-- Records for this task follows --

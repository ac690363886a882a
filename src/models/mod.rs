//! Allocation domain models.
//!
//! Provides the plain data types supplied by callers: tasks with an
//! effort demand and professionals with a throughput and an hourly rate.
//! A [`Catalog`] bundles both after validation.
//!
//! # Domain Mappings
//!
//! | u-allocate | Help desk | Consulting | Manufacturing |
//! |------------|-----------|------------|---------------|
//! | Task | Ticket | Work package | Job |
//! | Professional | Agent | Consultant | Operator |
//! | weight | Ticket size | Effort points | Work content |
//! | capacity | Points/hour | Points/hour | Units/hour |

mod catalog;
pub mod generate;
mod professional;
mod task;

pub use catalog::Catalog;
pub use professional::Professional;
pub use task::Task;
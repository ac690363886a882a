//! GA encoding, cost model and variation operators for task allocation.
//!
//! # Encoding
//!
//! One integer gene per task: the index of the assigned professional.
//! Every chromosome has the same length (the task count) and every gene
//! lies in `[0, num_professionals)`.
//!
//! # Submodules
//!
//! - [`operators`]: Strategy traits (`Evaluator`, `Crossover`, `Mutator`,
//!   `Selector`) and their default implementations
//!
//! # Reference
//! - Deb et al. (2002), "A Fast and Elitist Multiobjective Genetic Algorithm: NSGA-II"

mod chromosome;
pub mod operators;
mod problem;

pub use chromosome::{
    two_point_crossover, uniform_mutation, AssignmentChromosome, FitnessVector,
};
pub use operators::{
    Crossover, Evaluator, GeneticOperators, Mutator, Selector, TwoPointCrossover,
    UniformMutation,
};
pub use problem::{AllocationProblem, CostModel, TaskCost, Workload};
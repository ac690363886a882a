//! Validated task/professional catalog.

use serde::Serialize;

use super::{Professional, Task};
use crate::error::{AllocationError, Result};
use crate::validation::validate_catalog;

/// Immutable set of tasks and professionals an allocation is built over.
///
/// Construction validates the inputs, so every capacity is strictly
/// positive and both lists are non-empty for the lifetime of the value.
#[derive(Debug, Clone, Serialize)]
pub struct Catalog {
    tasks: Vec<Task>,
    professionals: Vec<Professional>,
}

impl Catalog {
    /// Validates and wraps the given tasks and professionals.
    ///
    /// # Errors
    /// [`AllocationError::InvalidInput`] listing every detected problem.
    pub fn new(tasks: Vec<Task>, professionals: Vec<Professional>) -> Result<Self> {
        validate_catalog(&tasks, &professionals).map_err(AllocationError::InvalidInput)?;
        Ok(Self {
            tasks,
            professionals,
        })
    }

    /// Tasks in chromosome gene order.
    pub fn tasks(&self) -> &[Task] {
        &self.tasks
    }

    /// Professionals; genes are indices into this slice.
    pub fn professionals(&self) -> &[Professional] {
        &self.professionals
    }

    /// Number of tasks (chromosome length).
    #[inline]
    pub fn task_count(&self) -> usize {
        self.tasks.len()
    }

    /// Number of professionals (exclusive upper bound of every gene).
    #[inline]
    pub fn professional_count(&self) -> usize {
        self.professionals.len()
    }
}
//! Task model.
//!
//! A task is a unit of work with an effort demand (`weight`) in abstract
//! units. It is processed by exactly one professional.

use serde::{Deserialize, Serialize};

/// A task to be allocated.
///
/// The weight is compared against a professional's capacity to decide
/// whether the task runs at normal pace or in overtime.
#[derive(Debug, Clone, PartialEq, Serialize, Deserialize)]
pub struct Task {
    /// Human-readable, unique task name.
    pub name: String,
    /// Effort demand (abstract units, > 0).
    pub weight: f64,
}

impl Task {
    /// Creates a new task.
    pub fn new(name: impl Into<String>, weight: f64) -> Self {
        Self {
            name: name.into(),
            weight,
        }
    }

    /// Sets the effort demand.
    pub fn with_weight(mut self, weight: f64) -> Self {
        self.weight = weight;
        self
    }

    /// Whether a professional with the given capacity can absorb this task
    /// without going into overtime.
    #[inline]
    pub fn fits_capacity(&self, capacity: f64) -> bool {
        capacity >= self.weight
    }
}
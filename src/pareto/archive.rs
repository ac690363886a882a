//! Cross-generation Pareto archive (hall of fame).

use serde::Serialize;

use crate::ga::{AssignmentChromosome, FitnessVector};

/// Non-dominated set of every evaluated individual seen so far.
///
/// # Invariants
/// - No member is dominated by another member.
/// - No two members share the same genes.
/// - Every member is evaluated.
#[derive(Debug, Clone, Default, Serialize)]
pub struct ParetoArchive {
    members: Vec<AssignmentChromosome>,
}

impl ParetoArchive {
    /// Creates an empty archive.
    pub fn new() -> Self {
        Self::default()
    }

    /// Offers one candidate. Returns `true` if it was admitted.
    ///
    /// Unevaluated or infeasible candidates, duplicates and dominated
    /// candidates are rejected. Admission evicts every member the
    /// candidate dominates.
    pub fn insert(&mut self, candidate: &AssignmentChromosome) -> bool {
        let Some(fitness) = candidate.fitness else {
            return false;
        };
        if !fitness.is_finite() {
            return false;
        }

        let rejected = self.members.iter().any(|m| {
            m.genes == candidate.genes || member_fitness(m).dominates(&fitness)
        });
        if rejected {
            return false;
        }

        self.members
            .retain(|m| !fitness.dominates(&member_fitness(m)));
        self.members.push(candidate.clone());
        true
    }

    /// Offers every individual of a population. Returns the number admitted.
    pub fn update(&mut self, population: &[AssignmentChromosome]) -> usize {
        population.iter().filter(|c| self.insert(c)).count()
    }

    /// Current members, in admission order.
    pub fn members(&self) -> &[AssignmentChromosome] {
        &self.members
    }

    /// Number of members.
    pub fn len(&self) -> usize {
        self.members.len()
    }

    /// Whether the archive is empty.
    pub fn is_empty(&self) -> bool {
        self.members.is_empty()
    }

    /// Consumes the archive, returning its members.
    pub fn into_members(self) -> Vec<AssignmentChromosome> {
        self.members
    }
}

// Members are always evaluated (checked on insert).
fn member_fitness(member: &AssignmentChromosome) -> FitnessVector {
    member.fitness.unwrap_or(FitnessVector::infeasible())
}
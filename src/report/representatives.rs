//! Representative solution extraction.

use serde::{Deserialize, Serialize};

use crate::ga::{AssignmentChromosome, FitnessVector};
use crate::validation::{ValidationError, ValidationErrorKind};

/// Weights of the scalarized "balanced" objective.
#[derive(Debug, Clone, Copy, PartialEq, Serialize, Deserialize)]
#[serde(default)]
pub struct BalanceWeights {
    /// Weight on adjusted cost (default: 0.7).
    pub cost: f64,
    /// Weight on adjusted time (default: 0.3).
    pub time: f64,
}

impl Default for BalanceWeights {
    fn default() -> Self {
        Self {
            cost: 0.7,
            time: 0.3,
        }
    }
}

impl BalanceWeights {
    /// Creates balance weights.
    pub fn new(cost: f64, time: f64) -> Self {
        Self { cost, time }
    }

    /// Weighted sum of both objectives.
    #[inline]
    pub fn score(&self, fitness: &FitnessVector) -> f64 {
        self.cost * fitness.cost + self.time * fitness.time
    }

    pub(crate) fn validate(&self, errors: &mut Vec<ValidationError>) {
        for (name, value) in [("balance.cost", self.cost), ("balance.time", self.time)] {
            if !value.is_finite() || value < 0.0 {
                errors.push(ValidationError::new(
                    ValidationErrorKind::InvalidParameter,
                    format!("{name} must be finite and >= 0, got {value}"),
                ));
            }
        }
    }
}

/// The three solutions presented to a decision maker.
#[derive(Debug, Clone, PartialEq, Serialize)]
pub struct Representatives {
    /// Minimizes the weighted sum of both objectives.
    pub balanced: AssignmentChromosome,
    /// Minimizes adjusted cost.
    pub min_cost: AssignmentChromosome,
    /// Minimizes adjusted time.
    pub min_time: AssignmentChromosome,
}

/// Picks balanced, min-cost and min-time individuals.
///
/// Unevaluated and infeasible individuals are ignored; the first
/// occurrence wins ties. Returns `None` if no individual qualifies.
pub fn select_representatives(
    population: &[AssignmentChromosome],
    weights: &BalanceWeights,
) -> Option<Representatives> {
    let balanced = arg_min(population, |f| weights.score(f))?;
    let min_cost = arg_min(population, |f| f.cost)?;
    let min_time = arg_min(population, |f| f.time)?;

    Some(Representatives {
        balanced: population[balanced].clone(),
        min_cost: population[min_cost].clone(),
        min_time: population[min_time].clone(),
    })
}

/// Index of the evaluated individual minimizing `key`.
pub(crate) fn arg_min<F>(population: &[AssignmentChromosome], key: F) -> Option<usize>
where
    F: Fn(&FitnessVector) -> f64,
{
    let mut best: Option<(usize, f64)> = None;
    for (i, c) in population.iter().enumerate() {
        let Some(f) = c.fitness.as_ref().filter(|f| f.is_finite()) else {
            continue;
        };
        let k = key(f);
        if best.map_or(true, |(_, bk)| k < bk) {
            best = Some((i, k));
        }
    }
    best.map(|(i, _)| i)
}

-- Records for this task concluded --

Your task = List each line of the entries that holds the string "filter".

Answer for the task =
        population.iter().filter(|c| self.insert(c)).count()
        let Some(f) = c.fitness.as_ref().filter(|f| f.is_finite()) else {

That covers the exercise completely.